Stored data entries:
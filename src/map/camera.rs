//! Computes the camera adjustment framing the displayed geometry.

use crate::core::constants::FIT_PADDING;
use crate::core::geo::LatLngBounds;
use crate::data::geojson::FeatureCollection;
use crate::render::DrawCommand;
use serde::{Deserialize, Serialize};

/// Camera target: either a two-point fit on a single run's start/end, or a
/// bounding-box fit over every feature. "No fit" is `Option::None` at the
/// [`fit`] call site, and means the camera stays where it is.
#[derive(Debug, Clone, PartialEq, Serialize, Deserialize)]
pub enum CameraFit {
    /// Bounds containing exactly the run's first and last coordinate, the
    /// same two points the start/end markers anchor to.
    TwoPoint { bounds: LatLngBounds, padding: f64 },
    /// Union bounding box of all feature coordinates.
    Bounds { bounds: LatLngBounds, padding: f64 },
}

impl CameraFit {
    pub fn bounds(&self) -> &LatLngBounds {
        match self {
            CameraFit::TwoPoint { bounds, .. } | CameraFit::Bounds { bounds, .. } => bounds,
        }
    }

    pub fn padding(&self) -> f64 {
        match self {
            CameraFit::TwoPoint { padding, .. } | CameraFit::Bounds { padding, .. } => *padding,
        }
    }

    /// The draw command applying this fit. Both backends emit it through
    /// this one conversion, so the fit math matches exactly.
    pub fn to_command(&self) -> DrawCommand {
        DrawCommand::FitBounds {
            bounds: self.bounds().clone(),
            padding: self.padding(),
        }
    }
}

/// Computes the camera target for the displayed geometry.
///
/// - Single run: bounds spanning exactly the first and last coordinate of
///   the sole feature, padded 50 px. A one-coordinate run degenerates to a
///   point fit, which is allowed.
/// - Otherwise, with features present: the union bounding box, padded the
///   same, but only when the box is a valid region. An invalid box (all
///   features empty) yields no fit, leaving the camera unchanged.
/// - Zero features: no fit.
pub fn fit(display: &FeatureCollection, is_single_run: bool) -> Option<CameraFit> {
    if is_single_run {
        let geometry = &display.features.first()?.geometry;
        let start = geometry.first_coordinate()?;
        let end = geometry.last_coordinate()?;
        let mut bounds = LatLngBounds::from_point(start);
        bounds.extend(&end);
        return Some(CameraFit::TwoPoint {
            bounds,
            padding: FIT_PADDING,
        });
    }

    if display.is_empty() {
        return None;
    }

    match display.bounds() {
        Some(bounds) if bounds.is_valid() => Some(CameraFit::Bounds {
            bounds,
            padding: FIT_PADDING,
        }),
        _ => {
            log::debug!("skipping camera fit: no valid bounds for {} feature(s)",
                display.features.len());
            None
        }
    }
}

WORK INSTRUCTIONS =
Lines above with the string "this" need to be found and copied.

WORKED SOLUTION =
    /// The draw command applying this fit. Both backends emit it through
    /// this one conversion, so the fit math matches exactly.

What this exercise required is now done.